**Task**. Look below for the line that has "size in pixels". Set down the lines from there through the line that has "if let Some(v) = cli.compactness", exactly as written.

====== Provided information ======

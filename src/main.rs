// CLI entry for superpixel_saliency
use anyhow::{bail, Result};
use clap::{ArgAction, Parser, ValueHint};
use superpixel_saliency::{default_config, process, Config, Params, SuperpixelTarget};

#[derive(Parser, Debug)]
#[command(name = "superpixel_saliency", version, about = "SLIC superpixels, coherent-motion clustering and saliency")]
struct Cli {
    /// Fast preset (multi-threaded assignment)
    #[arg(short = 'f', long = "fast", action = ArgAction::SetTrue)]
    fast: bool,

    /// Desired number of superpixels
    #[arg(short = 'k', long = "count", conflicts_with = "size")]
    count: Option<usize>,
    /// Desired superpixel size in pixels
    #[arg(long = "size")]
    size: Option<usize>,
    /// Compactness weight m
    #[arg(short = 'm', long = "compactness")]
    compactness: Option<f64>,
    /// Move seeds to the lowest color gradient in their 3x3 neighborhood
    #[arg(long = "perturb", action = ArgAction::SetTrue)]
    perturb: bool,
    /// Number of threads
    #[arg(long = "threads")]
    threads: Option<usize>,

    /// Motion dispersion threshold for coherence
    #[arg(long = "max-dispersion")]
    max_dispersion: Option<f64>,
    /// Minimum share of pixels with motion for coherence
    #[arg(long = "min-coverage")]
    min_coverage: Option<f64>,
    /// Cluster merge threshold
    #[arg(long = "merge-threshold")]
    merge_threshold: Option<f64>,
    /// Neighbors used by the contrast score
    #[arg(long = "neighbors")]
    neighbors: Option<usize>,

    /// Motion field (.flo, or raw little-endian f32 pairs)
    #[arg(long = "motion", value_hint = ValueHint::FilePath)]
    motion: Option<String>,
    /// Binary label map output
    #[arg(long = "labels-out", value_hint = ValueHint::FilePath)]
    labels_out: Option<String>,
    /// Region table CSV output
    #[arg(long = "regions-csv", value_hint = ValueHint::FilePath)]
    regions_csv: Option<String>,
    /// Cluster table CSV output
    #[arg(long = "clusters-csv", value_hint = ValueHint::FilePath)]
    clusters_csv: Option<String>,
    /// Superpixel contour overlay output
    #[arg(long = "contours-out", value_hint = ValueHint::FilePath)]
    contours_out: Option<String>,
    /// Cluster rendering output
    #[arg(long = "clusters-out", value_hint = ValueHint::FilePath)]
    clusters_out: Option<String>,
    /// Saliency map output
    #[arg(long = "saliency-out", value_hint = ValueHint::FilePath)]
    saliency_out: Option<String>,

    /// Input image path
    #[arg(value_hint = ValueHint::FilePath)]
    input: String,
}

fn build_config(cli: &Cli) -> Result<Config> {
    let mut cfg = default_config(cli.fast);
    if let Some(v) = cli.count { cfg.target = SuperpixelTarget::Count(v); }
    if let Some(v) = cli.size { cfg.target = SuperpixelTarget::Size(v); }
    if let Some(v) = cli.compactness { cfg.compactness = v; }
    if cli.perturb { cfg.perturb_seeds = true; }
    if let Some(v) = cli.threads { cfg.num_threads = v.max(1); }
    if let Some(v) = cli.max_dispersion { cfg.coherence.max_dispersion = v; }
    if let Some(v) = cli.min_coverage { cfg.coherence.min_coverage = v; }
    if let Some(v) = cli.merge_threshold { cfg.merge_threshold = v; }
    if let Some(v) = cli.neighbors { cfg.saliency_neighbors = v; }
    if let Err(e) = cfg.validate() {
        bail!("invalid configuration: {}", e);
    }
    Ok(cfg)
}

fn main() -> Result<()> {
    env_logger::init();
    let cli = Cli::parse();
    let cfg = build_config(&cli)?;
    let params = Params {
        in_image_name: cli.input,
        motion_name: cli.motion,
        labels_out: cli.labels_out,
        regions_csv: cli.regions_csv,
        clusters_csv: cli.clusters_csv,
        contours_out: cli.contours_out,
        clusters_out: cli.clusters_out,
        saliency_out: cli.saliency_out,
        config: cfg,
    };
    process(params)?;
    Ok(())
}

======

**Written solution**.
    /// Desired superpixel size in pixels
    #[arg(long = "size")]
    size: Option<usize>,
    /// Compactness weight m
    #[arg(short = 'm', long = "compactness")]
    compactness: Option<f64>,
    /// Move seeds to the lowest color gradient in their 3x3 neighborhood
    #[arg(long = "perturb", action = ArgAction::SetTrue)]
    perturb: bool,
    /// Number of threads
    #[arg(long = "threads")]
    threads: Option<usize>,

    /// Motion dispersion threshold for coherence
    #[arg(long = "max-dispersion")]
    max_dispersion: Option<f64>,
    /// Minimum share of pixels with motion for coherence
    #[arg(long = "min-coverage")]
    min_coverage: Option<f64>,
    /// Cluster merge threshold
    #[arg(long = "merge-threshold")]
    merge_threshold: Option<f64>,
    /// Neighbors used by the contrast score
    #[arg(long = "neighbors")]
    neighbors: Option<usize>,

    /// Motion field (.flo, or raw little-endian f32 pairs)
    #[arg(long = "motion", value_hint = ValueHint::FilePath)]
    motion: Option<String>,
    /// Binary label map output
    #[arg(long = "labels-out", value_hint = ValueHint::FilePath)]
    labels_out: Option<String>,
    /// Region table CSV output
    #[arg(long = "regions-csv", value_hint = ValueHint::FilePath)]
    regions_csv: Option<String>,
    /// Cluster table CSV output
    #[arg(long = "clusters-csv", value_hint = ValueHint::FilePath)]
    clusters_csv: Option<String>,
    /// Superpixel contour overlay output
    #[arg(long = "contours-out", value_hint = ValueHint::FilePath)]
    contours_out: Option<String>,
    /// Cluster rendering output
    #[arg(long = "clusters-out", value_hint = ValueHint::FilePath)]
    clusters_out: Option<String>,
    /// Saliency map output
    #[arg(long = "saliency-out", value_hint = ValueHint::FilePath)]
    saliency_out: Option<String>,

    /// Input image path
    #[arg(value_hint = ValueHint::FilePath)]
    input: String,
}

fn build_config(cli: &Cli) -> Result<Config> {
    let mut cfg = default_config(cli.fast);
    if let Some(v) = cli.count { cfg.target = SuperpixelTarget::Count(v); }
    if let Some(v) = cli.size { cfg.target = SuperpixelTarget::Size(v); }
    if let Some(v) = cli.compactness { cfg.compactness = v; }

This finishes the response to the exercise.